Abstract

Architected plates are commonly used to enhance the load-bearing capacity and stability of structures such as ship hulls and aircraft components. Local buckling-induced damage in these plates are critical events that occur when the plate is subjected to external transverse loading. Performing the analysis to accurately capture this damage and estimation of local buckling load requires explicit 3D- modeling of the architected plate, which is computationally expensive. We address this issue by proposing a derivative-free phase-field theory to capture local buckling-induced damage in architected plates. Here the architected plate is modeled using the shear deformable plate theory and the internal web-core structure is preserved in terms of length scale parameters. The numerical value of the length scale parameter depends on the shape of the webcore structure so that any complicated shape of the webcore is handled based on this parameter. This approach makes the analysis simple to predict the damage behavior with a lesser number of degrees of freedom. The extra energy required to attenuate the zero energy mode-induced oscillations in the solution is estimated from the in-plane buckling analysis of the architected plate.
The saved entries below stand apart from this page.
use serde::{Deserialize, Serialize};
use std::hash::{Hash, Hasher};

use super::{RecipeError, Thumbnail};
use crate::ids::{ImageRef, RecipeId};

/// A saved recipe.
///
/// Equality and hashing use the identity only, so two snapshots of the same
/// recipe taken before and after an edit compare equal.
#[derive(Debug, Clone, Serialize, Deserialize)]
pub struct Recipe {
    pub id: RecipeId,
    pub name: String,
    pub notes: Option<String>,
    /// Number of generated menus this recipe was selected into.
    pub usage_count: u32,
    pub thumbnail: Option<Thumbnail>,
    pub image_ref: Option<ImageRef>,
}

/// User-editable recipe fields, as submitted for creation or update.
#[derive(Debug, Clone, Default, PartialEq, Eq)]
pub struct RecipeDraft {
    pub name: String,
    pub notes: Option<String>,
    pub thumbnail: Option<Thumbnail>,
    pub image_ref: Option<ImageRef>,
}

impl RecipeDraft {
    pub fn named(name: impl Into<String>) -> Self {
        Self {
            name: name.into(),
            ..Self::default()
        }
    }

    pub fn with_notes(mut self, notes: impl Into<String>) -> Self {
        self.notes = Some(notes.into());
        self
    }

    pub fn with_thumbnail(mut self, thumbnail: Thumbnail) -> Self {
        self.thumbnail = Some(thumbnail);
        self
    }

    pub fn with_image_ref(mut self, image_ref: ImageRef) -> Self {
        self.image_ref = Some(image_ref);
        self
    }
}

/// Trim a recipe name and reject it when nothing is left.
pub fn validate_name(name: &str) -> Result<String, RecipeError> {
    let trimmed = name.trim();
    if trimmed.is_empty() {
        return Err(RecipeError::EmptyName);
    }
    Ok(trimmed.to_string())
}

impl Recipe {
    /// Create a brand-new recipe with a fresh id and a zero usage count.
    pub fn create(draft: RecipeDraft) -> Result<Self, RecipeError> {
        let name = validate_name(&draft.name)?;
        Ok(Self {
            id: RecipeId::new(),
            name,
            notes: draft.notes,
            usage_count: 0,
            thumbnail: draft.thumbnail,
            image_ref: draft.image_ref,
        })
    }

    /// Rebuild a recipe from stored values. No validation is performed.
    pub fn restore(
        id: RecipeId,
        name: String,
        notes: Option<String>,
        usage_count: u32,
        thumbnail: Option<Thumbnail>,
        image_ref: Option<ImageRef>,
    ) -> Self {
        Self {
            id,
            name,
            notes,
            usage_count,
            thumbnail,
            image_ref,
        }
    }

    /// Overwrite the editable fields. Identity and usage count are untouched.
    pub fn apply(&mut self, draft: RecipeDraft) -> Result<(), RecipeError> {
        self.name = validate_name(&draft.name)?;
        self.notes = draft.notes;
        self.thumbnail = draft.thumbnail;
        self.image_ref = draft.image_ref;
        Ok(())
    }

    pub fn record_usage(&mut self) {
        self.usage_count = self.usage_count.saturating_add(1);
    }
}

impl PartialEq for Recipe {
    fn eq(&self, other: &Self) -> bool {
        self.id == other.id
    }
}

impl Eq for Recipe {}

impl Hash for Recipe {
    fn hash<H: Hasher>(&self, state: &mut H) {
        self.id.hash(state);
    }
}
mod system_clock;

pub use system_clock::SystemClock;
To showcase the efficiency, simulations are conducted based on the proposed approach with different loading cases. The local buckling load and the induced damage behavior of the webcore are compared with the 3D-finite element solution obtained from ABAQUS. The comparison shows that the damage variable is an equivalent estimator of out-of-plane stretch of the webcore in predicting the buckling behavior of the webcore with reduced computational cost and time.